STJ delimita alcance da usucapião familiar e reforça critério objetivo de metragem do imóvel

A 4ª Turma do STJ decidiu que a usucapião familiar não se aplica a imóvel urbano com área total superior a 250 m², ainda que o pedido recaia apenas sobre uma fração do bem. Para o Tribunal, o limite previsto no artigo 1.240-A do Código Civil deve ser analisado em relação ao imóvel como um todo, e não apenas à parte que se pretende adquirir.

Ao examinar o caso, o colegiado afastou a interpretação de que seria possível reconhecer a usucapião sobre uma parcela de até 250 m² inserida em imóvel maior. O entendimento adotado foi o de que a lei definiu um requisito objetivo ligado à dimensão total da unidade imobiliária, e não um teto abstrato para a área usucapível. Com isso, a metragem global do imóvel passa a ser elemento decisivo para o enquadramento do instituto.

A importância desse entendimento está em oferecer maior previsibilidade para disputas patrimoniais envolvendo ex-cônjuges ou ex-companheiros, especialmente em contextos de separação, partilha e permanência de um dos ocupantes no imóvel. A decisão também sinaliza que hipóteses de limitação do direito de propriedade devem ser interpretadas de forma restrita, sem ampliação judicial para além dos critérios expressamente previstos em lei.

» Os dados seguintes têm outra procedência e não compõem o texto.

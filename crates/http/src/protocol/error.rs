use std::io;
use thiserror::Error;

#[derive(Debug, Error)]
pub enum HttpError {
    #[error("request error: {source}")]
    RequestError {
        #[from]
        source: ParseError,
    },

    #[error("response error: {source}")]
    ResponseError {
        #[from]
        source: SendError,
    },

    #[error("header error: {source}")]
    HeaderError {
        #[from]
        source: HeaderError,
    },

    #[error("download error: {source}")]
    DownloadError {
        #[from]
        source: DownloadError,
    },

    #[error("config error: {source}")]
    ConfigError {
        #[from]
        source: ConfigError,
    },
}

/// Raised while building exchange configuration such as the trusted proxy list.
#[derive(Error, Debug, Clone, PartialEq, Eq)]
pub enum ConfigError {
    #[error("invalid trusted proxy entry {entry:?}: {reason}")]
    InvalidProxy { entry: String, reason: String },
}

impl ConfigError {
    pub fn invalid_proxy<E: ToString, R: ToString>(entry: E, reason: R) -> Self {
        Self::InvalidProxy { entry: entry.to_string(), reason: reason.to_string() }
    }
}

/// Raised when application code or a decoder tries to store a header that could
/// split the message (CR, LF, NUL or other control bytes) or has an illegal name.
#[derive(Error, Debug, Clone, PartialEq, Eq)]
pub enum HeaderError {
    #[error("invalid header name: {name:?}")]
    InvalidName { name: String },

    #[error("invalid value for header {name:?}")]
    InvalidValue { name: String },
}

impl HeaderError {
    pub fn invalid_name<S: ToString>(name: S) -> Self {
        Self::InvalidName { name: name.to_string() }
    }

    pub fn invalid_value<S: ToString>(name: S) -> Self {
        Self::InvalidValue { name: name.to_string() }
    }
}

#[derive(Error, Debug)]
pub enum ParseError {
    #[error("header size too large, current: {current_size} exceed the limit {max_size}")]
    TooLargeHeader { current_size: usize, max_size: usize },

    #[error("header number exceed the limit {max_num}")]
    TooManyHeaders { max_num: usize },

    #[error("invalid header: {reason}")]
    InvalidHeader { reason: String },

    #[error("unsupported protocol version: {version}")]
    UnsupportedVersion { version: String },

    #[error("invalid http method")]
    InvalidMethod,

    #[error("invalid http uri")]
    InvalidUri,

    #[error("invalid body: {reason}")]
    InvalidBody { reason: String },

    #[error("invalid json body: {source}")]
    InvalidJson {
        #[from]
        source: serde_json::Error,
    },

    #[error("io error: {source}")]
    Io {
        #[from]
        source: io::Error,
    },
}

impl ParseError {
    pub fn too_large_header(current_size: usize, max_size: usize) -> Self {
        Self::TooLargeHeader { current_size, max_size }
    }

    pub fn too_many_headers(max_num: usize) -> Self {
        Self::TooManyHeaders { max_num }
    }

    pub fn invalid_header<S: ToString>(str: S) -> Self {
        Self::InvalidHeader { reason: str.to_string() }
    }

    pub fn unsupported_version<S: ToString>(version: S) -> Self {
        Self::UnsupportedVersion { version: version.to_string() }
    }

    pub fn invalid_body<S: ToString>(str: S) -> Self {
        Self::InvalidBody { reason: str.to_string() }
    }
}

impl From<HeaderError> for ParseError {
    fn from(e: HeaderError) -> Self {
        Self::invalid_header(e)
    }
}

#[derive(Error, Debug)]
pub enum SendError {
    #[error("invalid status code: {code}")]
    InvalidStatus { code: u16 },

    #[error("invalid body: {reason}")]
    InvalidBody { reason: String },

    #[error("io error: {source}")]
    Io {
        #[from]
        source: io::Error,
    },
}

impl SendError {
    pub fn invalid_status(code: u16) -> Self {
        Self::InvalidStatus { code }
    }

    pub fn invalid_body<S: ToString>(str: S) -> Self {
        Self::InvalidBody { reason: str.to_string() }
    }
}

/// Errors raised while configuring a file download, before any response state is touched.
#[derive(Error, Debug)]
pub enum DownloadError {
    #[error("invalid download target: {reason}")]
    InvalidArgument { reason: String },
}

impl DownloadError {
    pub fn invalid_argument<S: ToString>(str: S) -> Self {
        Self::InvalidArgument { reason: str.to_string() }
    }
}
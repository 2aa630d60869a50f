//! File download planning: byte ranges, partial content and multipart framing.
//!
//! A [`Download`] is planned once, when the response is configured, from the file's
//! current length and the inbound `Range` header. The plan fixes status, headers and
//! the exact number of body bytes; [`Download::write_body`] later streams exactly
//! those bytes from the file.

use std::fs;
use std::io::SeekFrom;
use std::path::{Path, PathBuf};

use http::StatusCode;
use mime::Mime;
use tokio::fs::File;
use tokio::io::{AsyncReadExt, AsyncSeekExt, AsyncWrite, AsyncWriteExt};
use tracing::{debug, trace};
use uuid::Uuid;

use crate::ensure;
use crate::protocol::{DownloadError, RangeSet, ResolvedRange, SendError, mime_table};

/// Whether the client should display the file or save it.
#[derive(Debug, Clone, Copy, PartialEq, Eq)]
pub enum Disposition {
    Inline,
    Attachment,
}

impl Disposition {
    pub fn as_str(&self) -> &'static str {
        match self {
            Self::Inline => "inline",
            Self::Attachment => "attachment",
        }
    }
}

#[derive(Debug, Clone, PartialEq, Eq)]
pub struct DownloadOptions {
    /// `inline` rather than `attachment` disposition.
    pub inline: bool,
    /// Honour the `Range` header; otherwise the whole file is always sent.
    pub accept_ranges: bool,
    /// Name announced to the client, the file name of the path by default.
    pub filename: Option<String>,
}

impl Default for DownloadOptions {
    fn default() -> Self {
        Self { inline: true, accept_ranges: true, filename: None }
    }
}

impl DownloadOptions {
    #[must_use]
    pub fn attachment(mut self) -> Self {
        self.inline = false;
        self
    }

    #[must_use]
    pub fn without_ranges(mut self) -> Self {
        self.accept_ranges = false;
        self
    }

    #[must_use]
    pub fn filename(mut self, filename: impl Into<String>) -> Self {
        self.filename = Some(filename.into());
        self
    }
}

/// How the file is going to be transferred.
#[derive(Debug, Clone, PartialEq, Eq)]
pub enum Transfer {
    /// `200`, the whole file.
    Full,
    /// `206`, one slice.
    Single(ResolvedRange),
    /// `206`, several slices framed as `multipart/x-byteranges`.
    Multipart { boundary: String, ranges: Vec<ResolvedRange> },
    /// `416`, nothing to send.
    Unsatisfiable,
}

/// A planned file transfer.
#[derive(Debug, Clone)]
pub struct Download {
    path: PathBuf,
    total: u64,
    mime: Mime,
    disposition: Disposition,
    filename: String,
    accept_ranges: bool,
    transfer: Transfer,
}

impl Download {
    /// Checks that `path` is a readable regular file and plans its transfer.
    ///
    /// `range` is the raw `Range` header of the request, if any.
    ///
    /// # Errors
    ///
    /// Returns [`DownloadError::InvalidArgument`] when `path` is missing, not a
    /// regular file or cannot be opened.
    pub fn prepare(path: impl AsRef<Path>, options: DownloadOptions, range: Option<&str>) -> Result<Self, DownloadError> {
        let path = path.as_ref();
        let metadata = fs::metadata(path)
            .map_err(|e| DownloadError::invalid_argument(format!("{} is not accessible: {e}", path.display())))?;
        ensure!(metadata.is_file(), DownloadError::invalid_argument(format!("{} is not a regular file", path.display())));
        fs::File::open(path).map_err(|e| DownloadError::invalid_argument(format!("{} is not readable: {e}", path.display())))?;

        let total = metadata.len();
        let filename = options
            .filename
            .or_else(|| path.file_name().map(|name| name.to_string_lossy().into_owned()))
            .unwrap_or_default();

        let transfer = match range {
            Some(range) if options.accept_ranges => plan(range, total),
            _ => Transfer::Full,
        };
        debug!(path = %path.display(), total, transfer = ?transfer, "planned download");

        Ok(Self {
            path: path.to_path_buf(),
            total,
            mime: mime_table::guess_from_path(path),
            disposition: if options.inline { Disposition::Inline } else { Disposition::Attachment },
            filename,
            accept_ranges: options.accept_ranges,
            transfer,
        })
    }

    pub fn path(&self) -> &Path {
        &self.path
    }

    /// Length of the whole file when the download was planned.
    pub fn total_len(&self) -> u64 {
        self.total
    }

    pub fn mime(&self) -> &Mime {
        &self.mime
    }

    pub fn disposition(&self) -> Disposition {
        self.disposition
    }

    pub fn filename(&self) -> &str {
        &self.filename
    }

    pub fn accept_ranges(&self) -> bool {
        self.accept_ranges
    }

    pub fn transfer(&self) -> &Transfer {
        &self.transfer
    }

    pub fn status(&self) -> StatusCode {
        match self.transfer {
            Transfer::Full => StatusCode::OK,
            Transfer::Single(_) | Transfer::Multipart { .. } => StatusCode::PARTIAL_CONTENT,
            Transfer::Unsatisfiable => StatusCode::RANGE_NOT_SATISFIABLE,
        }
    }

    /// Exact number of body bytes [`Download::write_body`] emits.
    pub fn content_length(&self) -> u64 {
        match &self.transfer {
            Transfer::Full => self.total,
            Transfer::Single(range) => range.len(),
            Transfer::Multipart { boundary, ranges } => {
                let parts: u64 = ranges.iter().map(|range| self.part_head(boundary, range).len() as u64 + range.len() + 2).sum();
                parts + closing_line(boundary).len() as u64
            }
            Transfer::Unsatisfiable => 0,
        }
    }

    pub fn content_type(&self) -> String {
        match &self.transfer {
            Transfer::Multipart { boundary, .. } => format!("multipart/x-byteranges; boundary={boundary}"),
            _ => self.mime.to_string(),
        }
    }

    pub fn content_range(&self) -> Option<String> {
        match &self.transfer {
            Transfer::Single(range) => Some(range.content_range(self.total)),
            Transfer::Unsatisfiable => Some(format!("*/{}", self.total)),
            Transfer::Full | Transfer::Multipart { .. } => None,
        }
    }

    /// `Content-Disposition` value; quotes and backslashes in the name are escaped.
    pub fn content_disposition(&self) -> String {
        let mut filename = String::with_capacity(self.filename.len());
        for c in self.filename.chars().filter(|c| !c.is_control()) {
            if c == '"' || c == '\\' {
                filename.push('\\');
            }
            filename.push(c);
        }
        format!("{}; filename=\"{}\"", self.disposition.as_str(), filename)
    }

    fn part_head(&self, boundary: &str, range: &ResolvedRange) -> String {
        format!(
            "--{boundary}\r\nContent-Type: {}\r\nContent-Range: {}\r\n\r\n",
            self.mime,
            range.content_range(self.total)
        )
    }

    /// Streams the planned body to `writer` and returns the number of bytes written.
    ///
    /// # Errors
    ///
    /// Returns [`SendError::Io`] on read or write failures and
    /// [`SendError::InvalidBody`] when the file got shorter since it was planned.
    pub async fn write_body<W>(&self, writer: &mut W) -> Result<u64, SendError>
    where
        W: AsyncWrite + Unpin + ?Sized,
    {
        if self.transfer == Transfer::Unsatisfiable {
            return Ok(0);
        }

        let mut file = File::open(&self.path).await?;
        let written = match &self.transfer {
            Transfer::Full => copy_slice(&mut file, writer, 0, self.total).await?,
            Transfer::Single(range) => copy_slice(&mut file, writer, range.start, range.len()).await?,
            Transfer::Multipart { boundary, ranges } => {
                let mut written = 0;
                for range in ranges {
                    let head = self.part_head(boundary, range);
                    writer.write_all(head.as_bytes()).await?;
                    written += head.len() as u64;
                    written += copy_slice(&mut file, writer, range.start, range.len()).await?;
                    writer.write_all(b"\r\n").await?;
                    written += 2;
                }
                let closing = closing_line(boundary);
                writer.write_all(closing.as_bytes()).await?;
                written + closing.len() as u64
            }
            Transfer::Unsatisfiable => 0,
        };

        trace!(path = %self.path.display(), written, "wrote download body");
        Ok(written)
    }
}

/// Resolves a `Range` header against a file of `total` bytes.
fn plan(header: &str, total: u64) -> Transfer {
    let Some(set) = RangeSet::parse(header) else {
        debug!(range = header, "malformed range header");
        return Transfer::Unsatisfiable;
    };

    let mut ranges = set.satisfiable(total);
    match ranges.len() {
        0 => {
            debug!(range = header, total, "no satisfiable range");
            Transfer::Unsatisfiable
        }
        1 => Transfer::Single(ranges.remove(0)),
        _ => Transfer::Multipart { boundary: Uuid::new_v4().simple().to_string(), ranges },
    }
}

fn closing_line(boundary: &str) -> String {
    format!("--{boundary}--\r\n")
}

async fn copy_slice<W>(file: &mut File, writer: &mut W, start: u64, len: u64) -> Result<u64, SendError>
where
    W: AsyncWrite + Unpin + ?Sized,
{
    file.seek(SeekFrom::Start(start)).await?;
    let copied = tokio::io::copy(&mut file.take(len), writer).await?;
    ensure!(copied == len, SendError::invalid_body(format!("file shrank, expected {len} bytes from offset {start} but read {copied}")));
    Ok(copied)
}

#[cfg(test)]
mod tests {
    use super::*;
    use std::io::Write;
    use tempfile::NamedTempFile;

    fn text_file(len: usize) -> NamedTempFile {
        let mut file = tempfile::Builder::new().suffix(".txt").tempfile().unwrap();
        let content: Vec<u8> = (0..len).map(|i| b'a' + (i % 26) as u8).collect();
        file.write_all(&content).unwrap();
        file
    }

    #[test]
    fn rejects_invalid_paths() {
        let dir = tempfile::tempdir().unwrap();

        let missing = Download::prepare(dir.path().join("nope.txt"), DownloadOptions::default(), None);
        assert!(matches!(missing, Err(DownloadError::InvalidArgument { .. })));

        let directory = Download::prepare(dir.path(), DownloadOptions::default(), None);
        assert!(matches!(directory, Err(DownloadError::InvalidArgument { .. })));
    }

    #[test]
    fn full_transfer_without_range() {
        let file = text_file(1000);
        let download = Download::prepare(file.path(), DownloadOptions::default(), None).unwrap();

        assert_eq!(download.transfer(), &Transfer::Full);
        assert_eq!(download.status(), StatusCode::OK);
        assert_eq!(download.content_length(), 1000);
        assert_eq!(download.content_type(), "text/plain");
        assert_eq!(download.content_range(), None);
    }

    #[test]
    fn ranges_ignored_when_disabled() {
        let file = text_file(1000);
        let download = Download::prepare(file.path(), DownloadOptions::default().without_ranges(), Some("bytes=0-1")).unwrap();

        assert_eq!(download.transfer(), &Transfer::Full);
        assert!(!download.accept_ranges());
    }

    #[test]
    fn unsatisfiable_headers() {
        let file = text_file(1000);
        for header in ["xx", "x", "bytes=", "bytes=-", "bytes=a-", "bytes=0-y", "bytes=0-10000", "items=0-1", "bytes=1000-"] {
            let download = Download::prepare(file.path(), DownloadOptions::default(), Some(header)).unwrap();

            assert_eq!(download.status(), StatusCode::RANGE_NOT_SATISFIABLE, "{header}");
            assert_eq!(download.content_range().as_deref(), Some("*/1000"), "{header}");
            assert_eq!(download.content_length(), 0, "{header}");
        }
    }

    #[test]
    fn single_range() {
        let file = text_file(1000);
        let download = Download::prepare(file.path(), DownloadOptions::default(), Some("bytes=0-499")).unwrap();

        assert_eq!(download.status(), StatusCode::PARTIAL_CONTENT);
        assert_eq!(download.content_length(), 500);
        assert_eq!(download.content_range().as_deref(), Some("bytes 0-499/1000"));
        assert_eq!(download.content_type(), "text/plain");
    }

    #[test]
    fn unsatisfiable_entries_are_dropped() {
        let file = text_file(1000);
        let download = Download::prepare(file.path(), DownloadOptions::default(), Some("bytes=0-10000,-98")).unwrap();

        assert_eq!(download.transfer(), &Transfer::Single(ResolvedRange { start: 902, end: 999 }));
    }

    #[test]
    fn multipart_length_is_exact() {
        let file = text_file(1000);
        let download = Download::prepare(file.path(), DownloadOptions::default(), Some("bytes=0-499,500-549")).unwrap();

        let Transfer::Multipart { boundary, ranges } = download.transfer() else {
            panic!("expected multipart transfer");
        };
        assert_eq!(boundary.len(), 32);
        assert_eq!(ranges.len(), 2);
        assert_eq!(download.content_type(), format!("multipart/x-byteranges; boundary={boundary}"));
        // 599 + 151 for the parts, 38 for the closing line
        assert_eq!(download.content_length(), 788);
    }

    #[test]
    fn boundaries_are_fresh() {
        let file = text_file(100);
        let first = Download::prepare(file.path(), DownloadOptions::default(), Some("bytes=0-1,3-4")).unwrap();
        let second = Download::prepare(file.path(), DownloadOptions::default(), Some("bytes=0-1,3-4")).unwrap();

        assert_ne!(first.content_type(), second.content_type());
    }

    #[test]
    fn disposition() {
        let file = text_file(10);
        let inline = Download::prepare(file.path(), DownloadOptions::default().filename("report \"q1\".txt"), None).unwrap();
        assert_eq!(inline.content_disposition(), r#"inline; filename="report \"q1\".txt""#);

        let attachment = Download::prepare(file.path(), DownloadOptions::default().attachment().filename("a\r\nb.txt"), None).unwrap();
        assert_eq!(attachment.disposition(), Disposition::Attachment);
        assert_eq!(attachment.content_disposition(), r#"attachment; filename="ab.txt""#);
    }

    #[tokio::test(flavor = "multi_thread", worker_threads = 1)]
    async fn writes_multipart_body() {
        let file = text_file(100);
        let download = Download::prepare(file.path(), DownloadOptions::default(), Some("bytes=0-2,-3")).unwrap();
        let Transfer::Multipart { boundary, .. } = download.transfer().clone() else {
            panic!("expected multipart transfer");
        };

        let mut out = Vec::new();
        let written = download.write_body(&mut out).await.unwrap();

        let expected = format!(
            "--{boundary}\r\nContent-Type: text/plain\r\nContent-Range: bytes 0-2/100\r\n\r\nabc\r\n\
             --{boundary}\r\nContent-Type: text/plain\r\nContent-Range: bytes 97-99/100\r\n\r\ntuv\r\n\
             --{boundary}--\r\n"
        );
        assert_eq!(String::from_utf8(out).unwrap(), expected);
        assert_eq!(written, download.content_length());
        assert_eq!(written, expected.len() as u64);
    }

    #[tokio::test(flavor = "multi_thread", worker_threads = 1)]
    async fn detects_shrunk_file() {
        let file = text_file(100);
        let download = Download::prepare(file.path(), DownloadOptions::default(), Some("bytes=50-99")).unwrap();
        file.as_file().set_len(60).unwrap();

        let mut out = Vec::new();
        let result = download.write_body(&mut out).await;
        assert!(matches!(result, Err(SendError::InvalidBody { .. })));
    }
}
use std::fmt::Write;

use crate::types::OptimizationResult;

pub const CSV_HEADER: &str = "board_id,piece_id,width,height,x,y";

/// One row per placed piece, boards in order. The piece column is the
/// instance id, so copies of the same demand stay distinguishable.
pub fn to_csv(result: &OptimizationResult) -> String {
    let mut out = String::new();
    out.push_str(CSV_HEADER);
    out.push('\n');
    for board in &result.boards {
        for p in &board.placed_pieces {
            // Writing to a String cannot fail
            let _ = writeln!(
                out,
                "{},{},{},{},{},{}",
                board.id,
                csv_field(&p.instance_id),
                p.rect.w,
                p.rect.h,
                p.rect.x,
                p.rect.y
            );
        }
    }
    out
}

fn csv_field(s: &str) -> String {
    if s.contains([',', '"', '\n']) {
        format!("\"{}\"", s.replace('"', "\"\""))
    } else {
        s.to_string()
    }
}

Na prática, o julgamento funciona como parâmetro relevante para a análise prévia de viabilidade de pedidos de usucapião familiar. Em casos que envolvam imóveis de metragem superior ao limite legal, o precedente recomenda cautela na definição da estratégia jurídica, a fim de evitar pretensões incompatíveis com a leitura restritiva adotada pelo STJ.